--- Task input Enclosed Below ---

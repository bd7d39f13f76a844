mod cli;
mod error;
mod logger;
mod orchestrator;
mod processing;

pub use cli::Cli;
pub use error::ErrorKind;
pub use orchestrator::run_app;

// Macros for use by child modules of app (orchestrator, processing).
// `super::logger` resolves from any sibling module, since `super` is `app`.
macro_rules! verbose_println {
    ($quiet:expr, $($arg:tt)*) => {
        if !$quiet {
            super::logger::log_verbose_message_args(format_args!($($arg)*));
        }
    };
}

macro_rules! verbose_eprintln {
    ($quiet:expr, $($arg:tt)*) => {
        if !$quiet {
            super::logger::log_verbose_error_args(format_args!($($arg)*));
        }
    };
}

// Bring the macros into scope for the sibling modules.
use verbose_eprintln;
use verbose_println;
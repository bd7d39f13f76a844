use thiserror::Error;

//─────────────────────────────────────────────────────────────────────────────

/// Error type for word list loading.
///
/// Malformed lines are never errors; they are skipped while indexing. Only a
/// word list that cannot be read at all is reported.
#[derive(Error, Debug)]
pub enum WordListError {
    /// Error when opening or reading the word list file.
    #[error("Failed to read word list '{0}': {1}")]
    ReadFile(String, std::io::Error),
}
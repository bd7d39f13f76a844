mod error;
mod index;
mod loader;

pub use error::WordListError;
pub use index::AnagramIndex;
pub use loader::load_index_from_file;
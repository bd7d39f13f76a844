// error module
mod error;
// graph module
mod graph;

// embedded adjacency table
pub mod states;

//─────────────────────────────────────────────────────────────────────────────
// Public re-exports from the graph module.
//─────────────────────────────────────────────────────────────────────────────
pub use error::GraphError;
pub use graph::{us_states, NodeId, StateGraph};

--- End of Enclosed Task input ---

> _Exercise details_
The full set of entries above should be given again exactly.

> _Output of the task_
repository bd7d39f13f76a844
mod cli;
mod error;
mod logger;
mod orchestrator;
mod processing;

pub use cli::Cli;
pub use error::ErrorKind;
pub use orchestrator::run_app;

// Macros for use by child modules of app (orchestrator, processing).
// `super::logger` resolves from any sibling module, since `super` is `app`.
macro_rules! verbose_println {
    ($quiet:expr, $($arg:tt)*) => {
        if !$quiet {
            super::logger::log_verbose_message_args(format_args!($($arg)*));
        }
    };
}

macro_rules! verbose_eprintln {
    ($quiet:expr, $($arg:tt)*) => {
        if !$quiet {
            super::logger::log_verbose_error_args(format_args!($($arg)*));
        }
    };
}

// Bring the macros into scope for the sibling modules.
use verbose_eprintln;
use verbose_println;
repository bd7d39f13f76a844
use thiserror::Error;

//─────────────────────────────────────────────────────────────────────────────

/// Error type for word list loading.
///
/// Malformed lines are never errors; they are skipped while indexing. Only a
/// word list that cannot be read at all is reported.
#[derive(Error, Debug)]
pub enum WordListError {
    /// Error when opening or reading the word list file.
    #[error("Failed to read word list '{0}': {1}")]
    ReadFile(String, std::io::Error),
}
repository bd7d39f13f76a844
mod error;
mod index;
mod loader;

pub use error::WordListError;
pub use index::AnagramIndex;
pub use loader::load_index_from_file;
repository bd7d39f13f76a844
// error module
mod error;
// graph module
mod graph;

// embedded adjacency table
pub mod states;

//─────────────────────────────────────────────────────────────────────────────
// Public re-exports from the graph module.
//─────────────────────────────────────────────────────────────────────────────
pub use error::GraphError;
pub use graph::{us_states, NodeId, StateGraph};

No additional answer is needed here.